[Collected data]

====================

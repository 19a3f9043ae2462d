//! Structured observability hooks for scans and batches.
//!
//! Every function emits a single event with a stable `event` field so that
//! JSON logs (`--log-json`) can be filtered by lifecycle stage.

use tracing::{info, warn};

use crate::batch::outcome::{BatchSummary, OperationKind, OperationOutcome, OutcomeStatus};

/// Span wrapping one batch; attach with `tracing::Instrument`.
pub fn batch_span(kind: OperationKind) -> tracing::Span {
    tracing::info_span!("repofleet.batch", kind = %kind)
}

/// Emit event: registry rebuilt from a discovery pass.
pub fn emit_scan_finished(repos: usize) {
    info!(event = "scan.finished", repos = repos);
}

/// Emit event: batch about to start.
pub fn emit_batch_started(kind: OperationKind, repos: usize) {
    info!(event = "batch.started", kind = %kind, repos = repos);
}

/// Emit event: one repository finished. Failures log at `warn`.
pub fn emit_outcome(outcome: &OperationOutcome) {
    let repo = outcome.path.display();
    match outcome.status {
        OutcomeStatus::Failed => warn!(
            event = "batch.outcome",
            kind = %outcome.kind,
            repo = %repo,
            status = "failed",
            message = %outcome.message.trim(),
        ),
        OutcomeStatus::Succeeded => {
            info!(event = "batch.outcome", kind = %outcome.kind, repo = %repo, status = "succeeded")
        }
        OutcomeStatus::Skipped => info!(
            event = "batch.outcome",
            kind = %outcome.kind,
            repo = %repo,
            status = "skipped",
            message = %outcome.message,
        ),
    }
}

/// Emit event: batch finished.
pub fn emit_batch_finished(summary: &BatchSummary) {
    info!(
        event = "batch.finished",
        kind = %summary.kind,
        succeeded = summary.succeeded,
        failed = summary.failed,
        skipped = summary.skipped,
    );
}

/// Emit event: apply-to-all finished.
pub fn emit_apply_finished(branch: &str, applied: usize, total: usize) {
    info!(event = "apply.finished", branch = %branch, applied = applied, total = total);
}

====================

» Exercise
Reproduce exactly the lines above from the line with "a discovery pass." to the line with "Emit event: one", including both, and add nothing.

» Answer box
/// Emit event: registry rebuilt from a discovery pass.
pub fn emit_scan_finished(repos: usize) {
    info!(event = "scan.finished", repos = repos);
}

/// Emit event: batch about to start.
pub fn emit_batch_started(kind: OperationKind, repos: usize) {
    info!(event = "batch.started", kind = %kind, repos = repos);
}

/// Emit event: one repository finished. Failures log at `warn`.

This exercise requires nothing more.